Another review also analyzes a history of science publication: Trevor Owens critiques Science in the Archives: Pasts, Presents, Futures, edited by Lorraine Daston. While Science in the Archives does not include any essays by archivists, Owens describes the valuable perspectives this book offers about how scientists seek to create a “usable past” with their records. In addition, two other reviews discuss publications written primarily from historical perspectives. In his assessment of Archives and Information in the Early Modern World, edited by Liesbeth Corens, Kate Peters, and Alexandra Walsham, Eric C. Stoykovich considers a work that sheds light on the early history of the archival profession. And Jeffrey Mifflin reviews Albrecht Dürer: Documentary Biography, edited by Jeffrey Ashcroft, which presents an alternative mode of “access” for archival materials as explored through documentary annotation and aggregation. As these reviews illustrate, the ways these histories are assembled and reassembled are closely tied to the ways in which archival materials are arranged and contextualized; but, having the perspective of an archivist enables us to be more acutely aware of the issues these constructions raise.
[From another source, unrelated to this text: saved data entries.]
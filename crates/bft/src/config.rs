//! Finalizer configuration.

use savanna_types::{BlsPrivateKey, BlsPublicKey, CryptoError};
use serde::{Deserialize, Serialize};
use std::collections::HashSet;
use std::path::PathBuf;
use thiserror::Error;

/// Default location of the safety file, relative to the data directory.
pub const DEFAULT_SAFETY_FILE: &str = "finalizers/safety.dat";

/// One finalizer key pair, hex encoded.
#[derive(Debug, Clone, PartialEq, Eq, Serialize, Deserialize)]
pub struct FinalizerKeyConfig {
    pub public_key: String,
    pub private_key: String,
}

/// Configuration for the local finalizer set.
#[derive(Debug, Clone, PartialEq, Eq, Serialize, Deserialize)]
#[serde(default)]
pub struct FinalizerSetConfig {
    /// Where finalizer safety information is persisted.
    pub safety_file: PathBuf,

    /// Finalizer keys configured on this node.
    pub keys: Vec<FinalizerKeyConfig>,
}

impl Default for FinalizerSetConfig {
    fn default() -> Self {
        Self {
            safety_file: PathBuf::from(DEFAULT_SAFETY_FILE),
            keys: Vec::new(),
        }
    }
}

/// Errors in finalizer configuration.
#[derive(Debug, Error)]
pub enum ConfigError {
    #[error("Invalid public key for finalizer {index}: {source}")]
    InvalidPublicKey {
        index: usize,
        #[source]
        source: CryptoError,
    },

    #[error("Invalid private key for finalizer {index}: {source}")]
    InvalidPrivateKey {
        index: usize,
        #[source]
        source: CryptoError,
    },

    #[error("Private key of finalizer {index} does not match public key {public_key}")]
    KeyMismatch { index: usize, public_key: BlsPublicKey },

    #[error("Finalizer key {0} configured more than once")]
    DuplicateKey(BlsPublicKey),
}

impl FinalizerSetConfig {
    /// Parse and cross-check the configured key pairs.
    pub fn parse_keys(&self) -> Result<Vec<(BlsPublicKey, BlsPrivateKey)>, ConfigError> {
        let mut seen = HashSet::with_capacity(self.keys.len());
        self.keys
            .iter()
            .enumerate()
            .map(|(index, pair)| {
                let public_key = BlsPublicKey::from_hex(&pair.public_key)
                    .map_err(|source| ConfigError::InvalidPublicKey { index, source })?;
                let private_key = BlsPrivateKey::from_hex(&pair.private_key)
                    .map_err(|source| ConfigError::InvalidPrivateKey { index, source })?;
                if private_key.public_key() != public_key {
                    return Err(ConfigError::KeyMismatch { index, public_key });
                }
                if !seen.insert(public_key) {
                    return Err(ConfigError::DuplicateKey(public_key));
                }
                Ok((public_key, private_key))
            })
            .collect()
    }
}
//! Finalizer vote gossip message.

use savanna_types::{BlockId, BlockNum, BlsPublicKey, BlsSignature};

/// A finalizer's vote on a block.
///
/// `signature` covers the block's finality digest for strong votes and the
/// weak digest for weak votes. Messages are immutable once built and hash by
/// value, so identical copies from different peers collapse in sets.
#[derive(Debug, Clone, PartialEq, Eq, Hash)]
pub struct VoteMessage {
    /// Block being voted on.
    pub block_id: BlockId,
    /// Strong or weak vote.
    pub strong: bool,
    /// Key of the voting finalizer.
    pub finalizer_key: BlsPublicKey,
    /// Signature over the (strong or weak) finality digest.
    pub signature: BlsSignature,
}

impl VoteMessage {
    /// Create a new vote message.
    pub fn new(
        block_id: BlockId,
        strong: bool,
        finalizer_key: BlsPublicKey,
        signature: BlsSignature,
    ) -> Self {
        Self {
            block_id,
            strong,
            finalizer_key,
            signature,
        }
    }

    /// Block number taken from the block id.
    pub fn block_num(&self) -> BlockNum {
        self.block_id.block_num()
    }

    /// Message type identifier used for topic routing.
    pub fn message_type_id() -> &'static str {
        "finality.vote"
    }
}
//! Shared vocabulary for the Savanna finality engine.
//!
//! - [`VoteStatus`] and [`HasVoted`]: outcomes of vote intake
//! - [`VoteSignal`]: what the engine reports to the network layer per vote
//! - [`VoteSink`] and [`TaskExecutor`]: the collaborators the engine is
//!   handed instead of owning a network or a thread pool itself

mod message;
mod status;
mod traits;

pub use message::VoteSignal;
pub use status::{HasVoted, VoteStatus};
pub use traits::{InlineExecutor, Task, TaskExecutor, VoteSink};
As new frameworks for preserving and creating access to archival materials emerge, so too do new understandings and approaches to archival theory. In her review of The Politics of Theory and the Practice of Critical Librarianship, by Karen P. Nicholson and Maura Seale, Anna Trammell explores the ways the Critlib movement has advanced discussions about critical theory to address the social and political challenges that confront the library and archival professions. Turning to other challenges that affect archival theory and practice, Juan Ilerbaig disentangles Geoffrey Yeo's discussion of the contemporary information-driven conceptual shift in Records, Information and Data: Exploring the Role of Record-Keeping in an Information Culture. While Yeo, on the one hand, argues that “records” and “archives” should be seen as distinct conceptual entities from “information,” Frank Upward et al. argue for convergence, on the other hand, in Recordkeeping Informatics for a Networked Age. As Sarah Demb notes in this review, the authors' advocation of an encompassing recordkeeping informatics profession raises a number of interesting questions for further discussion. What is clear from these publications, however, is that we must uphold archival tenets as new frameworks emerge for thinking about the constellation of information products.

Emerging scholarship also seeks to address the daily challenges of archival practice. To take one example, the complexity of email preservation requires holistic treatment as well as sustained advocacy. Kelsey O'Connell's review of The Future of Email Archives: A Report from the Task Force on Technical Approaches for Email Archives explores the immediacy of this report and its practical strategies for preserving email. In the review of The No-Nonsense Guide to Born-Digital Content by Heather Ryan and Walker Sampson, Blake Graham evaluates the practicality of a guide written for all areas of expertise. Last, Ryan Speer engages with Ethics for Records and Information Management, by Norman A. Mooradian. Though a textbook in structure, Speer sees the work as a site for debate as records managers negotiate the ways ethical frameworks can be incorporated into records management practices.

Reviews employ several different types of writing: they are partly descriptive and give readers a sense of the publication's structure and content; they are also partly analytical and reflexive. This critical engagement is crucial for us to ask new questions, but also for us to take a seat at the table where our voices are needed.